(Source records)
------------------------------------------------
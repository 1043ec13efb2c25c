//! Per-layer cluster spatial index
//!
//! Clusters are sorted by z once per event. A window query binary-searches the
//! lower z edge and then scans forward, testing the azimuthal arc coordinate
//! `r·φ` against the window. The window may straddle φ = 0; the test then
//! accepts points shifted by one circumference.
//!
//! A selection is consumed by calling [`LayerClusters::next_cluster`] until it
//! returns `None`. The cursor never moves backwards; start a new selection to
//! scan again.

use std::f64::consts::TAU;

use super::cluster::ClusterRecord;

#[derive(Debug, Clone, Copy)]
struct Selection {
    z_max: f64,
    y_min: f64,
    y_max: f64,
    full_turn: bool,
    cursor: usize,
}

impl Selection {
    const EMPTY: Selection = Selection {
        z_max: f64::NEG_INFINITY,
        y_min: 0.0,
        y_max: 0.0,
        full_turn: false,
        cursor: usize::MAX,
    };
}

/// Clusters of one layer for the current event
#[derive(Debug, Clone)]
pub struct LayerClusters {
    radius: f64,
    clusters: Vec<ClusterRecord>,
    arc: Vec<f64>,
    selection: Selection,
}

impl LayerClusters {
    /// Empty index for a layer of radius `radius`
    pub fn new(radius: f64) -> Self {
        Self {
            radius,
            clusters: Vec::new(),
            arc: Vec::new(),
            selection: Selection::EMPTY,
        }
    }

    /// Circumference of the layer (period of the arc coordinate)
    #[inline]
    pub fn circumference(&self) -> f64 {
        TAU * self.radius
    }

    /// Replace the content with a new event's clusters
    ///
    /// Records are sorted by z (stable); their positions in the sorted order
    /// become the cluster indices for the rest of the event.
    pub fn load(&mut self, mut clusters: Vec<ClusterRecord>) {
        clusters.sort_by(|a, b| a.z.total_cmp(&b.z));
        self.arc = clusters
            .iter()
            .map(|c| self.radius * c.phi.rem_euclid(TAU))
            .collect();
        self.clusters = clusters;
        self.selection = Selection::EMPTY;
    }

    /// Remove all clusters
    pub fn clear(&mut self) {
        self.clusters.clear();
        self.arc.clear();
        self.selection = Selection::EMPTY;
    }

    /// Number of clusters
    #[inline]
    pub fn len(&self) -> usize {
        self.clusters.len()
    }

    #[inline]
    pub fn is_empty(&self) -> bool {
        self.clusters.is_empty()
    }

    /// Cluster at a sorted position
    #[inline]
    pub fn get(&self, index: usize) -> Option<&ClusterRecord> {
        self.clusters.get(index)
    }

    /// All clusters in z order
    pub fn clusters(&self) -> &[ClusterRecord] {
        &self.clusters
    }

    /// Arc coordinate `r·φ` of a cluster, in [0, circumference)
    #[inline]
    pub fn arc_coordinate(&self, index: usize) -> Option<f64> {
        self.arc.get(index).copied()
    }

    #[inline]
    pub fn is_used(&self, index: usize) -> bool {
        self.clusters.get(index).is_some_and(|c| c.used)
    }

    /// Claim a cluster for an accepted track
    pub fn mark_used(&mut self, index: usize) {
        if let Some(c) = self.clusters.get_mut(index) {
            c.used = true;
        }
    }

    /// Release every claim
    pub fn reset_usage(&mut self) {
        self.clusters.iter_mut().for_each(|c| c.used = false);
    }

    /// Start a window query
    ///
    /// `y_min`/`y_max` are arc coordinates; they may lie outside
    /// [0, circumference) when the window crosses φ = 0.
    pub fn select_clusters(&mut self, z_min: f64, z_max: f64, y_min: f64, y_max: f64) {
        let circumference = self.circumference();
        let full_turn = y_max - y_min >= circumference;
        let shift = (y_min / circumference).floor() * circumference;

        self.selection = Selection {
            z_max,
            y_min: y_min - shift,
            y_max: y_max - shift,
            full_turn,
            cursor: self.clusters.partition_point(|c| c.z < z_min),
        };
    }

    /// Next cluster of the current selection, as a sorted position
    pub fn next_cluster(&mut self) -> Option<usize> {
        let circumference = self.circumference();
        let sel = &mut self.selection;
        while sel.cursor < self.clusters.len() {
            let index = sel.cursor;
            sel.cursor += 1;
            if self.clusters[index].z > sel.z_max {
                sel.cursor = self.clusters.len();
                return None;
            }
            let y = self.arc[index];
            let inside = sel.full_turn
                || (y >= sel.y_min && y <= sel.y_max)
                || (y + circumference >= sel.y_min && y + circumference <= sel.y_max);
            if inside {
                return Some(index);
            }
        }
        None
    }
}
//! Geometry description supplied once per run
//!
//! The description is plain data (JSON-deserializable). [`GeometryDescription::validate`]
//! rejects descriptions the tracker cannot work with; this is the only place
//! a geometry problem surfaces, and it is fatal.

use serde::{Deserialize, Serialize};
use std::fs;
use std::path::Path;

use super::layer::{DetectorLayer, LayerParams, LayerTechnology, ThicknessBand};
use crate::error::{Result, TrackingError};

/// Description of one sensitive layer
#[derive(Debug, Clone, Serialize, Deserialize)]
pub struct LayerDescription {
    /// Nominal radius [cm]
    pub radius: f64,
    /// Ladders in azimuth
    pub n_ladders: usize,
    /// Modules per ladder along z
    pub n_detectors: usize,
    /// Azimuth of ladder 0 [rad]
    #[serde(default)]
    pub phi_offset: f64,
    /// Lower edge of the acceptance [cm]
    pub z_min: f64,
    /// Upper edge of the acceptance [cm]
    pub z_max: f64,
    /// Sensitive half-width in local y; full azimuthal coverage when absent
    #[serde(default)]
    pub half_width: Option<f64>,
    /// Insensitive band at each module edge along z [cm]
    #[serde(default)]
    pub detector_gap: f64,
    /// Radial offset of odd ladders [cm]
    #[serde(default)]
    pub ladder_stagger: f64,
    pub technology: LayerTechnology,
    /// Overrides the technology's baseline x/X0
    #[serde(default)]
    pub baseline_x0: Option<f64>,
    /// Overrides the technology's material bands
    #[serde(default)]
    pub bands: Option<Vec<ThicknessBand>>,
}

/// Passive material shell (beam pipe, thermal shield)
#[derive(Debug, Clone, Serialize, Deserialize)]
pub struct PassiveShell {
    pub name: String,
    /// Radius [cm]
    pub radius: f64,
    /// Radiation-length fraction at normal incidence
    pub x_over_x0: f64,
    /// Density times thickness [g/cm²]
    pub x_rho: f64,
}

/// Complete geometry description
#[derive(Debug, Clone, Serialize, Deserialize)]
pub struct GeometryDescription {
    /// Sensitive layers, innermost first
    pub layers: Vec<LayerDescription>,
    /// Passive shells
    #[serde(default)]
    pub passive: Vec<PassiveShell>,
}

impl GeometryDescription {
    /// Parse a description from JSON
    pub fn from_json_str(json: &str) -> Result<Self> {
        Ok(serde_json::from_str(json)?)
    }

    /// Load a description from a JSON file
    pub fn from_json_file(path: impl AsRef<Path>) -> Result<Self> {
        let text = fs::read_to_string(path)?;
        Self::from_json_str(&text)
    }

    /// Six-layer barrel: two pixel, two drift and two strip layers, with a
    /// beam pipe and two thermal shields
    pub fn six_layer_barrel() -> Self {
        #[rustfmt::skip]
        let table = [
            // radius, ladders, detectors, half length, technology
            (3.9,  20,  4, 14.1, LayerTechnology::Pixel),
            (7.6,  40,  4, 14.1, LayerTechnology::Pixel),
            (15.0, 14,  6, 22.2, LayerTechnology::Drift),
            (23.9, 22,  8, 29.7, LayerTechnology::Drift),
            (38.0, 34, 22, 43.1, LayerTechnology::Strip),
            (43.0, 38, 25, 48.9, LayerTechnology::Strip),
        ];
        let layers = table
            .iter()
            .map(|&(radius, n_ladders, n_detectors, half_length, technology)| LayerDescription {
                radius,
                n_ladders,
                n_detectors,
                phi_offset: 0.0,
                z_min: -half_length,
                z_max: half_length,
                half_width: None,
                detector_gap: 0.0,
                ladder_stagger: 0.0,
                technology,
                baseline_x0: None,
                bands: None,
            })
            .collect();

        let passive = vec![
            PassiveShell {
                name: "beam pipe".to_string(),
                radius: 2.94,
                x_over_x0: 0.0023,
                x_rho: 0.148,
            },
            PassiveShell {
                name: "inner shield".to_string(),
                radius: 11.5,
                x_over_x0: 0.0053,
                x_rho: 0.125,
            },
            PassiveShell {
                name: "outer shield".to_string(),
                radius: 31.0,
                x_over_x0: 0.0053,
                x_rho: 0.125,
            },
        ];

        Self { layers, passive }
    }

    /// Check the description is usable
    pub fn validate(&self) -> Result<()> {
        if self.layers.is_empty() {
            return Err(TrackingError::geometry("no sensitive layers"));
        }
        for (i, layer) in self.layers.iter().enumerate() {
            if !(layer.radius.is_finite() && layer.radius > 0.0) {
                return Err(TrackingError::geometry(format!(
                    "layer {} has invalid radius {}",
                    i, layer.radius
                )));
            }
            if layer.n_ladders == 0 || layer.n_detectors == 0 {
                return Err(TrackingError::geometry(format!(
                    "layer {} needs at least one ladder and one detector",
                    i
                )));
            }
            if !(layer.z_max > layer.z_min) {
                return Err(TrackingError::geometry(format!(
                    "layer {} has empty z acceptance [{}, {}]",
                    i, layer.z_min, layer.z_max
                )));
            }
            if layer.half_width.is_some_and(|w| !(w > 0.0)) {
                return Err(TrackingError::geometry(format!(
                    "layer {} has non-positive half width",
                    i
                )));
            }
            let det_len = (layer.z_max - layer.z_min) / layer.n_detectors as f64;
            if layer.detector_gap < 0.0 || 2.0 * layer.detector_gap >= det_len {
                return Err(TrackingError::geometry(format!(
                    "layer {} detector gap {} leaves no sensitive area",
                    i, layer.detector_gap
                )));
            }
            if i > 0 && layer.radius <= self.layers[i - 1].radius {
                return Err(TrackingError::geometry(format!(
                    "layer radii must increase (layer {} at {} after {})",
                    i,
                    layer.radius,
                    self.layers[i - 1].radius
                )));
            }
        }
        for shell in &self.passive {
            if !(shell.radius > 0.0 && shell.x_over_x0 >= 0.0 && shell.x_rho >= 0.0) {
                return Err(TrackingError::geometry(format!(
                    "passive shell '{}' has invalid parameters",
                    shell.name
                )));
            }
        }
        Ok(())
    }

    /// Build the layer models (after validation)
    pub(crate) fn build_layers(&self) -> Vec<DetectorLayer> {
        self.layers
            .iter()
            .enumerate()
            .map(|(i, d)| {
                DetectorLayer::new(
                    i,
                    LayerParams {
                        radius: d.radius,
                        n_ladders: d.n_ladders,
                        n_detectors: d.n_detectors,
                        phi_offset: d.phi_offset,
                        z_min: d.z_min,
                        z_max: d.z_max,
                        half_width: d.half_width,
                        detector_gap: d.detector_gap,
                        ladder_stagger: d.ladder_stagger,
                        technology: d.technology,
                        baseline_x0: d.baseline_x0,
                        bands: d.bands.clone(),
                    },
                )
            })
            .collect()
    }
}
------------------------------------------------
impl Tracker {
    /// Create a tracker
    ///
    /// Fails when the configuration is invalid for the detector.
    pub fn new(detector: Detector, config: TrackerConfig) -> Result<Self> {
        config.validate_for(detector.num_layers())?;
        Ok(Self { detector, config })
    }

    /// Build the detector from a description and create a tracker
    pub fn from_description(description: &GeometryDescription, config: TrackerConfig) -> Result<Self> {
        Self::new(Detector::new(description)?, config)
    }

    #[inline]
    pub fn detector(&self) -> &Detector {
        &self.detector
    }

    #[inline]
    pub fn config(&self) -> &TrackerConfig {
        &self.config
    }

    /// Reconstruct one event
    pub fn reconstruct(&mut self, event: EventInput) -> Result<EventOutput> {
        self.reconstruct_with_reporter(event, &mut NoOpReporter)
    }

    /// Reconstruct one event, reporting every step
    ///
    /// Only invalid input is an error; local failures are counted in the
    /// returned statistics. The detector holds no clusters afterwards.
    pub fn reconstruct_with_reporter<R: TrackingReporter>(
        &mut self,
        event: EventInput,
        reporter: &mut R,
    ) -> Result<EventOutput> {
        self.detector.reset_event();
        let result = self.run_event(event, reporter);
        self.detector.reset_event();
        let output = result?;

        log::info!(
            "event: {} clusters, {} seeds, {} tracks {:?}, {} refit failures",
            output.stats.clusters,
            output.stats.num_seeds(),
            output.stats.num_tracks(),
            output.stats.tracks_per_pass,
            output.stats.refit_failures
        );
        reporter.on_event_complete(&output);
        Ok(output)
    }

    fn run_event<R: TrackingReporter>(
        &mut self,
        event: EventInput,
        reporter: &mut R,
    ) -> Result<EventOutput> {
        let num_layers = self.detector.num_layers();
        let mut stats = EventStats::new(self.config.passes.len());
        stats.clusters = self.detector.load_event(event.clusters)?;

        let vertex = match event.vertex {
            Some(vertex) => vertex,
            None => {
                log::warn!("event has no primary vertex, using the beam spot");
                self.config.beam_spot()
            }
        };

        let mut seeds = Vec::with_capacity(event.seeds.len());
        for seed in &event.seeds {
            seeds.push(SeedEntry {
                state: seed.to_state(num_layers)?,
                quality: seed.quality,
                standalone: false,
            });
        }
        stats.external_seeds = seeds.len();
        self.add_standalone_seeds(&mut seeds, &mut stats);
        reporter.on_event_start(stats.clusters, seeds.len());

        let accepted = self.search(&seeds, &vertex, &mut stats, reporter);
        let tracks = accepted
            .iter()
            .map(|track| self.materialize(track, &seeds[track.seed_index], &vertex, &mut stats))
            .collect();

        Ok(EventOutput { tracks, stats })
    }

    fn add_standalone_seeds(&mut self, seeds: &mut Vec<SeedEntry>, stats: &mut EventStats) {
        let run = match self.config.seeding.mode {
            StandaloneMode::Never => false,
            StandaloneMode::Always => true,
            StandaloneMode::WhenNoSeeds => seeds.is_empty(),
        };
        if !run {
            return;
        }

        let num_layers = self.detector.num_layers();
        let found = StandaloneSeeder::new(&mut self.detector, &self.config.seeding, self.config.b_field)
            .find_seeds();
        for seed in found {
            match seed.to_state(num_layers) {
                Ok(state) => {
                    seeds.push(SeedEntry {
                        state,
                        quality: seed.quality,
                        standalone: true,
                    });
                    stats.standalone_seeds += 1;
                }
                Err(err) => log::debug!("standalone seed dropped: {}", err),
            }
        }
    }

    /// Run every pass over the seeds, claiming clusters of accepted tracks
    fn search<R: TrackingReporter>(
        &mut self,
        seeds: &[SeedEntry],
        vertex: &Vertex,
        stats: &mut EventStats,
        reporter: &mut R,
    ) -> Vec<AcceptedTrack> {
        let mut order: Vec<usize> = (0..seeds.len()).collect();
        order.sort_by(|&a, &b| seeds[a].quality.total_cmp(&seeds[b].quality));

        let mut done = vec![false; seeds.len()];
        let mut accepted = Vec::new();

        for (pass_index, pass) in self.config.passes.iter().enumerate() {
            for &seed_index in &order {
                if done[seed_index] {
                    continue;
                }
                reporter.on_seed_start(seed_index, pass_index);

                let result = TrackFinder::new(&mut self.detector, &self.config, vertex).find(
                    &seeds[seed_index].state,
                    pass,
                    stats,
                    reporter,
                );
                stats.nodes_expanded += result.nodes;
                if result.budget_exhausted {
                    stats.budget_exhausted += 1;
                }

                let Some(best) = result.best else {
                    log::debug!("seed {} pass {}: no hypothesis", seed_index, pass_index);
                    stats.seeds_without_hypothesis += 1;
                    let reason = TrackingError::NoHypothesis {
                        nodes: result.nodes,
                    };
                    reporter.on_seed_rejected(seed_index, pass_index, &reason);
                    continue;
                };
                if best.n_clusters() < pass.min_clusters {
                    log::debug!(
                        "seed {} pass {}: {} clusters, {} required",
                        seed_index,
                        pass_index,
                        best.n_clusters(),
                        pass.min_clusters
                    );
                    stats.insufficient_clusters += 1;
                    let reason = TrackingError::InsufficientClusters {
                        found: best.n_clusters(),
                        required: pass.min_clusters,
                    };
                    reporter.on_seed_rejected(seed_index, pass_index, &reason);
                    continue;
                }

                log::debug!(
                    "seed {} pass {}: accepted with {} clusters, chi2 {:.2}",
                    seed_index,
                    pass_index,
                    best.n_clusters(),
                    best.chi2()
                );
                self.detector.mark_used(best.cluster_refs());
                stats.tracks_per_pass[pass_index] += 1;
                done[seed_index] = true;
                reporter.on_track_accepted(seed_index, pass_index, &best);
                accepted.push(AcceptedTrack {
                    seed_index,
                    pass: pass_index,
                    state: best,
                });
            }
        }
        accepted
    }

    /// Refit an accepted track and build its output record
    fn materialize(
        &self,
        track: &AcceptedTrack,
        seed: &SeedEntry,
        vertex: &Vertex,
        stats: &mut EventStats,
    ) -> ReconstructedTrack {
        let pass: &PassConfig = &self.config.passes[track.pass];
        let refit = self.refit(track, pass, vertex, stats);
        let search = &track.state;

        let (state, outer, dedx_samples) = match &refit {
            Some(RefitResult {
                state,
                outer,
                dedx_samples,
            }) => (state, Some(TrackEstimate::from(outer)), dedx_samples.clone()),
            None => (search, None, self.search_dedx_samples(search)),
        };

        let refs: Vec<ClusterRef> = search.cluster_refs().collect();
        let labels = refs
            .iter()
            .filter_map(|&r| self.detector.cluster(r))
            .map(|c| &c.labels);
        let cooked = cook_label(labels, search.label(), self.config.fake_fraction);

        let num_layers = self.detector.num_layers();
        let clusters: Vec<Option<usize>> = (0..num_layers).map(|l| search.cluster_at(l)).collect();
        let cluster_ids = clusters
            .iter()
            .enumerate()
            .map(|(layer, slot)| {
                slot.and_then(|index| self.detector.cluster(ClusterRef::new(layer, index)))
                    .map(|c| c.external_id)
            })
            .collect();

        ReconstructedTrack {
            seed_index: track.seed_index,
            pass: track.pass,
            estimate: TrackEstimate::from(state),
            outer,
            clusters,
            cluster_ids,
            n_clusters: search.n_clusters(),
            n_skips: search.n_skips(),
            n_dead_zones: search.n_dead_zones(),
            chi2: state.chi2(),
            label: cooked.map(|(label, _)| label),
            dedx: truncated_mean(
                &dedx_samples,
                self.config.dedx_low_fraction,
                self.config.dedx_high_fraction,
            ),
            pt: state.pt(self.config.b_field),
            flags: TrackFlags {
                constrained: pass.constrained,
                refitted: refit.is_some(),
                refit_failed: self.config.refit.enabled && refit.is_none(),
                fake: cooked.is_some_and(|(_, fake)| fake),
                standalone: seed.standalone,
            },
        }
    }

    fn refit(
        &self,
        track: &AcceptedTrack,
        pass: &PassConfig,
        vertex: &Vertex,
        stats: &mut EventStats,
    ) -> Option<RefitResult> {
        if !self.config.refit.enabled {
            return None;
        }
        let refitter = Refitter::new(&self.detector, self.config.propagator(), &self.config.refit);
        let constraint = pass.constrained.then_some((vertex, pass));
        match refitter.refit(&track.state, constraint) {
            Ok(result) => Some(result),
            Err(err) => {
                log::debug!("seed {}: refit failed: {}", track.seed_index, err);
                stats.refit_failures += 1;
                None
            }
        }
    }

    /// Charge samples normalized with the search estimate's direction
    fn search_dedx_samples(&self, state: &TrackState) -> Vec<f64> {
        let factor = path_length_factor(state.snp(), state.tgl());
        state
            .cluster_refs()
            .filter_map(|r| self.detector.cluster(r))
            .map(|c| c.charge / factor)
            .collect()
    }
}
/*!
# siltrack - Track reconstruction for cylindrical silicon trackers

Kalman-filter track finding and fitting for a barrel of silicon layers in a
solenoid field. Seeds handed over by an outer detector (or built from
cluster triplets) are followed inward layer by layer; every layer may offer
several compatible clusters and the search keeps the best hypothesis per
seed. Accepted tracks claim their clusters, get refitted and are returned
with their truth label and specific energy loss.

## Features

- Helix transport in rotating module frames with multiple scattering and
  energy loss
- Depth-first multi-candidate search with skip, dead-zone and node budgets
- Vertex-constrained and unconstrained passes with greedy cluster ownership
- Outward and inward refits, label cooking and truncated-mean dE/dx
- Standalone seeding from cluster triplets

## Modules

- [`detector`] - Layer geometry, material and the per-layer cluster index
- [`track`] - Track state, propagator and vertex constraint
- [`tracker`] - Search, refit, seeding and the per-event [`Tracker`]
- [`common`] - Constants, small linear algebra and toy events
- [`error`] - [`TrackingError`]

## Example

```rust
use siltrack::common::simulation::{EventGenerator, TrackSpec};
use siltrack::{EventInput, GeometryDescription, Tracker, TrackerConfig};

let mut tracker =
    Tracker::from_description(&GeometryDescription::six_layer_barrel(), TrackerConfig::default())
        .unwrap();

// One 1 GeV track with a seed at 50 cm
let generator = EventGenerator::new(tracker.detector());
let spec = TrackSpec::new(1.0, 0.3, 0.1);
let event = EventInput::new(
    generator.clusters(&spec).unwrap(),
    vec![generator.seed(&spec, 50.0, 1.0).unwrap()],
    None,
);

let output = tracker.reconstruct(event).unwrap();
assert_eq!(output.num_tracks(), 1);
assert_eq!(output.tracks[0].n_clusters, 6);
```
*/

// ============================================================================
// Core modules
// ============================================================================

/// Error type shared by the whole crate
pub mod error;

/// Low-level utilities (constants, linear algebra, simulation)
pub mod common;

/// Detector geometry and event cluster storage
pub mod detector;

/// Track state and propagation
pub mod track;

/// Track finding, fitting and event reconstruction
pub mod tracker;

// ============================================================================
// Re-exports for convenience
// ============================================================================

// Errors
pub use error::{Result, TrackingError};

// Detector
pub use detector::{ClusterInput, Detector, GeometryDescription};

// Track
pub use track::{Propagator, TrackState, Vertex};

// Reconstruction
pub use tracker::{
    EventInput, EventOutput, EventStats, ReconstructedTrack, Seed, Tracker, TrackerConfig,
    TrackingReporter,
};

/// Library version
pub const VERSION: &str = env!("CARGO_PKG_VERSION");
------------------------------------------------
# Brief
Filter the entries and copy each line with "constrained".

# Exercise answer
                constrained: pass.constrained,
        let constraint = pass.constrained.then_some((vertex, pass));
- Vertex-constrained and unconstrained passes with greedy cluster ownership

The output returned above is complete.